What is “Quiet Quitting” and what does it mean for Employee Engagement?

You may have heard a new phrase, which has been getting a lot of attention lately – particularly on TikTok: Quiet Quitting. It’s a new trend among employees in the workforce, particularly Gen Z and younger Millennials. It’s the rejection of the idea that “going the extra mile”, “hustle culture”, or “doing whatever you have to do to get the job done” is necessary to live a fulfilled life. Essentially, this mindset stems from a lack of engagement with their jobs.


What does Quiet Quitting mean for employers and how do you keep your teams engaged and happy at work?


Prioritize Flexibility and Work/Life Balance

Now more than ever, employers need to be competitive with the benefits that they offer if they want to retain their top talent. Those benefits include work/life balance. Hybrid remote work schedules and flexible hours for employees to be able to do things like stay home to meet a plumber, take their kids to a doctor’s appointment, or drop off their car for an oil change, were proven to be possible during the pandemic. Employees will become less and less engaged as those privileges are taken away, but their efforts (whether self-perceived or factual) toward getting their work done, and done well, remain the same.


Performance Management

Giving employees regular feedback is key to keeping them engaged. Positive feedback and recognition for a job well done helps employees to feel valued. Re-directive feedback is just as important for employees to hear. It gives them the opportunity to learn and grow in their professional lives. Giving feedback on a more regular basis should be built into your performance management process so that employees know how they’re doing, if they’re meeting their goals, and that their employer recognizes their accomplishments.


Meaningful Work

A big reason why employees may want to shift their priorities away from work is the feeling that their work isn’t meaningful. Showing employees how the work they do makes a difference to the company can help employees understand WHY they are being asked to complete a particular task and understand it’s importance. Outside of what they do for work, employers should also make an effort to find out what is important to the people on their teams. Are there causes that they feel close to, or an opportunity to support their volunteer work? In the workplace, employers can educate their teams on what their mission, vision, and values are, so that employees are aware of the principles that the company stands for.
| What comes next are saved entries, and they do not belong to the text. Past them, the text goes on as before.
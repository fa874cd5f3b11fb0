//! Modelos del sistema
//!
//! Este módulo contiene los modelos de datos que mapean exactamente
//! al schema PostgreSQL.

pub mod car;
//! Per-library id counters

use crate::trig::ast::{Allocation, ElementId};
use serde::{Deserialize, Serialize};
use std::collections::BTreeMap;

/// Every library counter starts here; the first id handed out is `10000001`.
pub const ID_BASE: u32 = 0x1000_0000;

/// One counter per library. Shared by every tree allocated in one run so that ids never
/// repeat across the program and the catalog.
#[derive(Debug, Clone, Default, PartialEq, Eq, Serialize, Deserialize)]
pub struct IdAllocator {
    counters: BTreeMap<String, u32>,
}

impl IdAllocator {
    pub fn new() -> Self {
        Self::default()
    }

    pub fn next(&mut self, library: &str) -> ElementId {
        let counter = self
            .counters
            .entry(library.to_string())
            .or_insert(ID_BASE);
        *counter += 1;
        ElementId::new(*counter)
    }

    pub fn allocate(&mut self, library: &str) -> Allocation {
        Allocation::new(library, self.next(library))
    }

    /// The most recent id issued in `library`.
    pub fn last(&self, library: &str) -> Option<ElementId> {
        self.counters.get(library).map(|counter| ElementId::new(*counter))
    }

    /// Total ids issued across every library.
    pub fn issued(&self) -> u32 {
        self.counters.values().map(|counter| counter - ID_BASE).sum()
    }
}

#[cfg(test)]
mod tests {
    use super::*;

    #[test]
    fn test_counters_are_per_library() {
        let mut ids = IdAllocator::new();
        assert_eq!(ids.next("0").to_string(), "10000001");
        assert_eq!(ids.next("0").to_string(), "10000002");
        assert_eq!(ids.next("Lib").to_string(), "10000001");
        assert_eq!(ids.last("0"), Some(ElementId::new(0x1000_0002)));
        assert_eq!(ids.last("none"), None);
        assert_eq!(ids.issued(), 3);
    }
}
//! Values flowing through the grammar engine
//!
//! Terminals turn into values with [`SemanticValue::from_token`]; reducers turn the values
//! matched by an alternative into one value. List sugar needs to build and take apart lists,
//! hence `from_list` / `into_list`.

use crate::trig::token::Token;
use std::fmt;

pub trait SemanticValue: Clone + fmt::Debug + Send + Sync + 'static {
    fn from_token(token: &Token) -> Self;
    fn from_list(items: Vec<Self>) -> Self;
    fn into_list(self) -> Result<Vec<Self>, ReduceError>;
}

/// A reducer received values of the wrong shape.
#[derive(Debug, Clone, PartialEq, Eq)]
pub struct ReduceError {
    pub message: String,
}

impl ReduceError {
    pub fn new(message: impl Into<String>) -> Self {
        ReduceError {
            message: message.into(),
        }
    }

    pub fn unexpected(expected: &str, found: &impl fmt::Debug) -> Self {
        ReduceError::new(format!("expected {}, found {:?}", expected, found))
    }
}

impl fmt::Display for ReduceError {
    fn fmt(&self, f: &mut fmt::Formatter<'_>) -> fmt::Result {
        write!(f, "{}", self.message)
    }
}

impl std::error::Error for ReduceError {}

/// The values matched by one alternative, consumed left to right by its reducer.
#[derive(Debug)]
pub struct Args<V> {
    values: std::vec::IntoIter<V>,
}

impl<V> Args<V> {
    pub fn new(values: Vec<V>) -> Self {
        Args {
            values: values.into_iter(),
        }
    }

    /// Take the next matched value.
    #[allow(clippy::should_implement_trait)]
    pub fn next(&mut self) -> Result<V, ReduceError> {
        self.values
            .next()
            .ok_or_else(|| ReduceError::new("reducer asked for more values than were matched"))
    }

    /// Drop the next `count` values (punctuation, keywords).
    pub fn skip(&mut self, count: usize) -> Result<&mut Self, ReduceError> {
        for _ in 0..count {
            self.next()?;
        }
        Ok(self)
    }
}
//! Element ids and library namespaces

use crate::trig::error::CompileError;
use serde::{Deserialize, Serialize};
use std::fmt;
use std::ops::Deref;
use std::str::FromStr;

/// The implicit library. Its entities carry no `Library` attribute in the output tree.
pub const DEFAULT_LIBRARY: &str = "0";

/// A per-library element id, rendered as 8 uppercase hex digits.
#[derive(Debug, Clone, Copy, PartialEq, Eq, PartialOrd, Ord, Hash, Serialize, Deserialize)]
#[serde(transparent)]
pub struct ElementId(u32);

impl ElementId {
    pub fn new(raw: u32) -> Self {
        ElementId(raw)
    }

    pub fn value(self) -> u32 {
        self.0
    }
}

impl fmt::Display for ElementId {
    fn fmt(&self, f: &mut fmt::Formatter<'_>) -> fmt::Result {
        write!(f, "{:08X}", self.0)
    }
}

#[derive(Debug, Clone, PartialEq, Eq)]
pub struct ParseIdError(pub String);

impl fmt::Display for ParseIdError {
    fn fmt(&self, f: &mut fmt::Formatter<'_>) -> fmt::Result {
        write!(f, "`{}` is not an 8 digit hex id", self.0)
    }
}

impl std::error::Error for ParseIdError {}

impl FromStr for ElementId {
    type Err = ParseIdError;

    fn from_str(s: &str) -> Result<Self, Self::Err> {
        if s.len() != 8 || !s.chars().all(|c| c.is_ascii_hexdigit()) {
            return Err(ParseIdError(s.to_string()));
        }
        u32::from_str_radix(s, 16)
            .map(ElementId)
            .map_err(|_| ParseIdError(s.to_string()))
    }
}

/// Where an entity lives: its library namespace and its id there.
#[derive(Debug, Clone, PartialEq, Eq, Hash, Serialize, Deserialize)]
pub struct Allocation {
    pub library: String,
    pub id: ElementId,
}

impl Allocation {
    pub fn new(library: impl Into<String>, id: ElementId) -> Self {
        Allocation {
            library: library.into(),
            id,
        }
    }

    pub fn is_default_library(&self) -> bool {
        self.library == DEFAULT_LIBRARY
    }

    /// The value of a `Library` attribute, `None` for the default library.
    pub fn library_attr(&self) -> Option<&str> {
        if self.is_default_library() {
            None
        } else {
            Some(&self.library)
        }
    }

    /// `<prefix><id>`, the last segment of a string-table key.
    pub fn string_key(&self) -> String {
        format!("{}{}", library_prefix(&self.library), self.id)
    }
}

/// `""` for the default library, `lib_<library>_` otherwise.
pub fn library_prefix(library: &str) -> String {
    if library == DEFAULT_LIBRARY {
        String::new()
    } else {
        format!("lib_{}_", library)
    }
}

/// Access to the `(library, id)` slot every definable node carries.
pub trait Allocatable {
    fn allocation(&self) -> Option<&Allocation>;

    fn slot(&mut self) -> &mut Option<Allocation>;

    /// The allocation of a node taken from an [`Allocated`] tree.
    fn allocated(&self) -> Result<&Allocation, CompileError> {
        self.allocation()
            .ok_or_else(|| CompileError::shape("node was lowered before it was allocated"))
    }
}

macro_rules! allocatable {
    ($($ty:ty),* $(,)?) => {
        $(
            impl $crate::trig::ast::ids::Allocatable for $ty {
                fn allocation(&self) -> Option<&$crate::trig::ast::ids::Allocation> {
                    self.allocation.as_ref()
                }

                fn slot(&mut self) -> &mut Option<$crate::trig::ast::ids::Allocation> {
                    &mut self.allocation
                }
            }
        )*
    };
}

pub(crate) use allocatable;

/// A tree whose allocation pass has completed.
///
/// Constructed by the allocator and by cache deserialization only.
#[derive(Debug, Clone, PartialEq, Serialize, Deserialize)]
#[serde(transparent)]
pub struct Allocated<T>(T);

impl<T> Allocated<T> {
    pub(crate) fn new(inner: T) -> Self {
        Allocated(inner)
    }
}

impl<T> Deref for Allocated<T> {
    type Target = T;

    fn deref(&self) -> &T {
        &self.0
    }
}

#[cfg(test)]
mod tests {
    use super::*;

    #[test]
    fn test_id_display_is_padded_upper_hex() {
        assert_eq!(ElementId::new(0x1000_0001).to_string(), "10000001");
        assert_eq!(ElementId::new(0xab).to_string(), "000000AB");
    }

    #[test]
    fn test_id_parse() {
        assert_eq!("1000000A".parse(), Ok(ElementId::new(0x1000_000A)));
        assert!("1000".parse::<ElementId>().is_err());
        assert!("1000000G".parse::<ElementId>().is_err());
    }

    #[test]
    fn test_library_prefix() {
        assert_eq!(library_prefix("0"), "");
        assert_eq!(library_prefix("ABCD"), "lib_ABCD_");
        let allocation = Allocation::new("ABCD", ElementId::new(0x1000_0002));
        assert_eq!(allocation.string_key(), "lib_ABCD_10000002");
        assert_eq!(allocation.library_attr(), Some("ABCD"));
        assert_eq!(
            Allocation::new("0", ElementId::new(1)).library_attr(),
            None
        );
    }
}
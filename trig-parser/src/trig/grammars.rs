//! The two languages, built on the lexer and the grammar engine
//!
//! Each language exposes a static lexer configuration, a static rule table and a parse
//! function turning a token stream into its AST:
//!
//! - [`program`]: imports, libraries and their definitions
//! - [`catalog`]: libraries, folders and leaf names
//!
//! Rule tables are built once on first use and shared read-only afterwards.

pub mod catalog;
pub mod program;

pub use catalog::{parse_catalog, CatalogSyntax, CATALOG_GRAMMAR, CATALOG_LEXER};
pub use program::{parse_program, ProgramSyntax, PROGRAM_GRAMMAR, PROGRAM_LEXER};

use crate::trig::lexing::{parse_bool, parse_int, strip_quotes, LexerSpec};

/// Whitespace and `//` line comments
pub const IGNORE: &str = r"([ \t\r\n]+|//[^\n]*)+";

pub(crate) const STR: &str = r#""[^"]*""#;
pub(crate) const LABEL: &str = r"[\p{L}_][\p{L}\p{N}_]*";

/// Attach the transforms shared by both languages.
pub(crate) fn common_transforms(spec: LexerSpec) -> LexerSpec {
    spec.transform("str", strip_quotes)
        .transform("text", strip_quotes)
        .transform("int", parse_int)
        .transform("bool", parse_bool)
}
Launch an Engagement Survey

The best way to assess the levels of engagement in your workplace and find out what’s most important to your teams, is to launch an engagement survey. The PEAR PulseTM Morale & Culture Survey is our proprietary engagement survey which includes an anonymous questionnaire that measures the “pulse” of your organization and a full report that scores how engaged your team is, if they feel valued, if they feel trusted, and much more. The results of the survey help leadership to determine where the company may be lacking in the employee’s eyes, and gives you a roadmap for what initiatives to tackle first.


It's in the employer’s hands to combat “Quiet Quitting” and increase engagement.